• [WHAT THE TASK ASKS]: The expected output is a verbatim reprint of the lines from the beginning of the data that follows through the line that contains "use crate::context::RuleContext;".

• [EXCERPTED DATA]:
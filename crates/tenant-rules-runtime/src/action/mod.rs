//! Action application
//!
//! Each action runs in isolation and yields either an [`Effect`] or an
//! [`ActionError`](crate::ActionError). Effects fold into one
//! [`ActionOutcome`]; errors become strings in the same outcome and the
//! remaining actions still run.

mod aggregate;
mod applicator;

pub use aggregate::compute_aggregate;
pub use applicator::{apply_actions, execute_action, ActionOutcome, Effect};
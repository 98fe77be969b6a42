//! Condition tree evaluation

use super::operators::execute_compare;
use crate::context::RuleContext;
use crate::result::ConditionTrace;
use tenant_rules_core::Condition;

/// Evaluate a condition tree against a context
///
/// `and`/`or` short-circuit; `not` negates its first child. Combinators
/// without children and malformed nodes evaluate to `false`.
pub fn evaluate_condition(condition: &Condition, context: &RuleContext) -> bool {
    match condition {
        Condition::And(children) => {
            !children.is_empty() && children.iter().all(|c| evaluate_condition(c, context))
        }
        Condition::Or(children) => children.iter().any(|c| evaluate_condition(c, context)),
        Condition::Not(children) => children
            .first()
            .is_some_and(|child| !evaluate_condition(child, context)),
        Condition::Compare { field, .. } if field.is_empty() => false,
        Condition::Compare {
            field,
            operator,
            value,
        } => execute_compare(context.resolve(field), *operator, value.as_ref()),
        Condition::Malformed(raw) => {
            tracing::debug!(
                "Malformed condition (field: {:?}, operator: {:?}), returning false",
                raw.field,
                raw.operator
            );
            false
        }
    }
}

/// Evaluate a condition tree and record how every node resolved
///
/// Groups evaluate all of their children so the trace is complete; the
/// result is identical to [`evaluate_condition`].
pub fn evaluate_condition_with_trace(condition: &Condition, context: &RuleContext) -> ConditionTrace {
    match condition {
        Condition::And(children) | Condition::Or(children) | Condition::Not(children) => {
            let nested: Vec<ConditionTrace> = children
                .iter()
                .map(|c| evaluate_condition_with_trace(c, context))
                .collect();
            let result = match condition {
                Condition::And(_) => !nested.is_empty() && nested.iter().all(|t| t.result),
                Condition::Or(_) => nested.iter().any(|t| t.result),
                _ => nested.first().is_some_and(|t| !t.result),
            };
            let group_type = condition
                .logical_operator()
                .map(|op| op.as_str())
                .unwrap_or_default();
            ConditionTrace::group(group_type, nested, result)
                .with_expression(condition.to_expression_string())
        }
        Condition::Compare { field, .. } if field.is_empty() => {
            ConditionTrace::new(condition.to_expression_string(), false)
        }
        Condition::Compare {
            field,
            operator,
            value,
        } => {
            let left = context.resolve(field);
            let result = execute_compare(left, *operator, value.as_ref());
            ConditionTrace::comparison(
                condition.to_expression_string(),
                field,
                left.cloned(),
                operator.as_str(),
                value.clone(),
                result,
            )
        }
        Condition::Malformed(_) => ConditionTrace::new(condition.to_expression_string(), false),
    }
}
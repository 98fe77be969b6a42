//! Tenant Rules Core - Core types for the tenant business rule engine
//!
//! This crate provides the data model shared across the workspace:
//! - `Value`, the JSON-like runtime value rules are evaluated against
//! - Condition trees, actions and business rule definitions
//! - Fluent builders for conditions and actions
//! - Built-in rule templates per business type
//! - Error types
//!
//! Nothing in this crate evaluates rules; see `tenant-rules-runtime`.

pub mod ast;
pub mod builder;
pub mod error;
pub mod templates;
pub mod types;

// Re-export commonly used types
pub use ast::{
    Action, AggregateOperation, BusinessRule, ComparisonOperator, Condition, LogicalOperator,
    RawCondition, RuleType,
};
pub use error::CoreError;
pub use templates::RuleTemplate;
pub use types::Value;
//! Outcome types for RuleEngine

use chrono::{DateTime, Utc};
use serde::Serialize;
use tenant_rules_core::ast::TRIGGERED_WORKFLOWS_KEY;
use tenant_rules_core::Value;
use tenant_rules_runtime::{MergedResult, RuleResult, RuleTrace};

/// Everything one evaluation produced
#[derive(Debug, Clone, PartialEq, Serialize)]
#[serde(rename_all = "camelCase")]
pub struct EvaluationOutcome {
    /// Tenant the rules were selected for, if any
    #[serde(skip_serializing_if = "Option::is_none")]
    pub tenant_id: Option<String>,

    /// Trigger event the rules were selected for, if any
    #[serde(skip_serializing_if = "Option::is_none")]
    pub trigger_event: Option<String>,

    /// One result per evaluated rule, in priority order
    pub results: Vec<RuleResult>,

    /// Results folded together; later matches overwrite earlier keys
    pub merged: MergedResult,

    /// Workflow ids triggered by every matched rule, in evaluation order
    pub triggered_workflows: Vec<String>,

    /// Condition traces, present when tracing is enabled
    #[serde(skip_serializing_if = "Option::is_none")]
    pub traces: Option<Vec<RuleTrace>>,

    /// Wall time spent evaluating
    pub duration_ms: u64,

    pub evaluated_at: DateTime<Utc>,
}

impl EvaluationOutcome {
    /// True when any matched rule raised an error
    pub fn is_blocked(&self) -> bool {
        self.merged.is_blocked()
    }

    pub fn errors(&self) -> &[String] {
        &self.merged.errors
    }

    /// IDs of matched rules in evaluation order
    pub fn matched_rule_ids(&self) -> Vec<&str> {
        self.results
            .iter()
            .filter(|r| r.matched)
            .map(|r| r.rule_id.as_str())
            .collect()
    }
}

/// Workflow ids of every matched result, in order
///
/// The merged map keeps only the last rule's list; callers dispatching
/// workflows need all of them.
pub(crate) fn collect_triggered_workflows(results: &[RuleResult]) -> Vec<String> {
    results
        .iter()
        .filter(|r| r.matched)
        .filter_map(|r| r.applied_values.get(TRIGGERED_WORKFLOWS_KEY))
        .filter_map(Value::as_array)
        .flatten()
        .map(Value::to_display_string)
        .collect()
}
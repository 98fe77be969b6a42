//! Metrics collection for rule evaluation

use serde::Serialize;
use std::collections::{BTreeMap, HashMap};
use std::sync::atomic::{AtomicU64, Ordering};
use std::sync::{Arc, Mutex, PoisonError, RwLock};
use std::time::Duration;

pub const RULES_EVALUATED: &str = "rules_evaluated";
pub const RULES_MATCHED: &str = "rules_matched";
pub const RULES_SKIPPED_INACTIVE: &str = "rules_skipped_inactive";
pub const ACTION_FAILURES: &str = "action_failures";
pub const RULE_SET_DURATION: &str = "rule_set_duration";

/// Monotonic event count
#[derive(Debug)]
pub struct Counter {
    name: String,
    value: AtomicU64,
}

impl Counter {
    pub fn new(name: String) -> Self {
        Self {
            name,
            value: AtomicU64::new(0),
        }
    }

    pub fn name(&self) -> &str {
        &self.name
    }

    pub fn inc(&self) {
        self.add(1);
    }

    pub fn add(&self, value: u64) {
        self.value.fetch_add(value, Ordering::Relaxed);
    }

    pub fn get(&self) -> u64 {
        self.value.load(Ordering::Relaxed)
    }

    pub fn reset(&self) {
        self.value.store(0, Ordering::Relaxed);
    }
}

#[derive(Debug, Default, Clone, Copy)]
struct Summary {
    count: usize,
    sum: f64,
    max: f64,
}

/// Running summary of observed values (count, sum, max)
///
/// Individual observations are not kept.
#[derive(Debug)]
pub struct Histogram {
    name: String,
    summary: Mutex<Summary>,
}

impl Histogram {
    pub fn new(name: String) -> Self {
        Self {
            name,
            summary: Mutex::new(Summary::default()),
        }
    }

    pub fn name(&self) -> &str {
        &self.name
    }

    /// Observe a value
    pub fn observe(&self, value: f64) {
        let mut summary = self.summary.lock().unwrap_or_else(PoisonError::into_inner);
        summary.max = if summary.count == 0 {
            value
        } else {
            summary.max.max(value)
        };
        summary.count += 1;
        summary.sum += value;
    }

    /// Observe a duration in milliseconds
    pub fn observe_duration(&self, duration: Duration) {
        self.observe(duration.as_secs_f64() * 1000.0);
    }

    fn read(&self) -> Summary {
        *self.summary.lock().unwrap_or_else(PoisonError::into_inner)
    }

    pub fn count(&self) -> usize {
        self.read().count
    }

    pub fn sum(&self) -> f64 {
        self.read().sum
    }

    /// Largest observation, zero when empty
    pub fn max(&self) -> f64 {
        self.read().max
    }

    /// Mean observation, zero when empty
    pub fn avg(&self) -> f64 {
        let summary = self.read();
        if summary.count == 0 {
            0.0
        } else {
            summary.sum / summary.count as f64
        }
    }

    pub fn reset(&self) {
        *self.summary.lock().unwrap_or_else(PoisonError::into_inner) = Summary::default();
    }
}

/// Metrics trait
pub trait Metrics: Send + Sync {
    /// Get a counter
    fn counter(&self, name: &str) -> Arc<Counter>;

    /// Get a histogram
    fn histogram(&self, name: &str) -> Arc<Histogram>;

    /// Record execution time
    fn record_execution_time(&self, operation: &str, duration: Duration);
}

/// Point-in-time copy of every metric
#[derive(Debug, Clone, Default, PartialEq, Serialize)]
pub struct MetricsSnapshot {
    pub counters: BTreeMap<String, u64>,
    /// Histogram name to (count, average)
    pub histograms: BTreeMap<String, (usize, f64)>,
}

impl MetricsSnapshot {
    /// Counter value, zero when never touched
    pub fn counter(&self, name: &str) -> u64 {
        self.counters.get(name).copied().unwrap_or(0)
    }
}

/// Metrics collector
#[derive(Default)]
pub struct MetricsCollector {
    counters: RwLock<HashMap<String, Arc<Counter>>>,
    histograms: RwLock<HashMap<String, Arc<Histogram>>>,
}

impl MetricsCollector {
    /// Create a new metrics collector
    pub fn new() -> Self {
        Self::default()
    }

    /// Copy out current values
    pub fn snapshot(&self) -> MetricsSnapshot {
        let counters = self
            .counters
            .read()
            .unwrap_or_else(PoisonError::into_inner)
            .iter()
            .map(|(name, c)| (name.clone(), c.get()))
            .collect();
        let histograms = self
            .histograms
            .read()
            .unwrap_or_else(PoisonError::into_inner)
            .iter()
            .map(|(name, h)| (name.clone(), (h.count(), h.avg())))
            .collect();
        MetricsSnapshot {
            counters,
            histograms,
        }
    }

    /// Reset all metrics
    pub fn reset_all(&self) {
        for counter in self
            .counters
            .read()
            .unwrap_or_else(PoisonError::into_inner)
            .values()
        {
            counter.reset();
        }
        for histogram in self
            .histograms
            .read()
            .unwrap_or_else(PoisonError::into_inner)
            .values()
        {
            histogram.reset();
        }
    }
}

impl Metrics for MetricsCollector {
    fn counter(&self, name: &str) -> Arc<Counter> {
        self.counters
            .write()
            .unwrap_or_else(PoisonError::into_inner)
            .entry(name.to_string())
            .or_insert_with(|| Arc::new(Counter::new(name.to_string())))
            .clone()
    }

    fn histogram(&self, name: &str) -> Arc<Histogram> {
        self.histograms
            .write()
            .unwrap_or_else(PoisonError::into_inner)
            .entry(name.to_string())
            .or_insert_with(|| Arc::new(Histogram::new(name.to_string())))
            .clone()
    }

    fn record_execution_time(&self, operation: &str, duration: Duration) {
        self.histogram(&format!("{}_duration", operation))
            .observe_duration(duration);
    }
}
//! Comparison operator implementations
//!
//! Every operator takes the resolved field value and the literal, either of
//! which may be undefined (`None`), and returns a plain bool.

mod comparison;
mod membership;
mod string;

use tenant_rules_core::{ComparisonOperator, Value};

pub(crate) use comparison::{execute_numeric, strict_equals};
pub(crate) use membership::{contains, is_member};
pub(crate) use string::{ends_with, starts_with};

/// Dispatch a leaf comparison
pub(crate) fn execute_compare(
    field_value: Option<&Value>,
    op: ComparisonOperator,
    literal: Option<&Value>,
) -> bool {
    match op {
        ComparisonOperator::Eq => strict_equals(field_value, literal),
        ComparisonOperator::Ne => !strict_equals(field_value, literal),
        ComparisonOperator::Gt
        | ComparisonOperator::Lt
        | ComparisonOperator::Ge
        | ComparisonOperator::Le => execute_numeric(field_value, op, literal),
        ComparisonOperator::In => match literal {
            Some(Value::Array(items)) => is_member(field_value, items),
            _ => false,
        },
        ComparisonOperator::NotIn => match literal {
            Some(Value::Array(items)) => !is_member(field_value, items),
            _ => false,
        },
        ComparisonOperator::Contains => contains(field_value, literal).unwrap_or(false),
        ComparisonOperator::NotContains => contains(field_value, literal).map_or(true, |hit| !hit),
        ComparisonOperator::StartsWith => starts_with(field_value, literal),
        ComparisonOperator::EndsWith => ends_with(field_value, literal),
        ComparisonOperator::IsEmpty => is_empty(field_value),
        ComparisonOperator::IsNotEmpty => !is_empty(field_value),
    }
}

/// Undefined, null, `""` and `[]` are empty; everything else, including `{}` and `0`, is not
pub(crate) fn is_empty(value: Option<&Value>) -> bool {
    match value {
        None | Some(Value::Null) => true,
        Some(Value::String(s)) => s.is_empty(),
        Some(Value::Array(items)) => items.is_empty(),
        Some(_) => false,
    }
}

• [OUTPUT BELOW]:
filename crates/tenant-rules-runtime/src/action/mod.rs
//! Action application
//!
//! Each action runs in isolation and yields either an [`Effect`] or an
//! [`ActionError`](crate::ActionError). Effects fold into one
//! [`ActionOutcome`]; errors become strings in the same outcome and the
//! remaining actions still run.

mod aggregate;
mod applicator;

pub use aggregate::compute_aggregate;
pub use applicator::{apply_actions, execute_action, ActionOutcome, Effect};
repository 98fe77be969b6a42
//! Condition tree evaluation

use super::operators::execute_compare;
use crate::context::RuleContext;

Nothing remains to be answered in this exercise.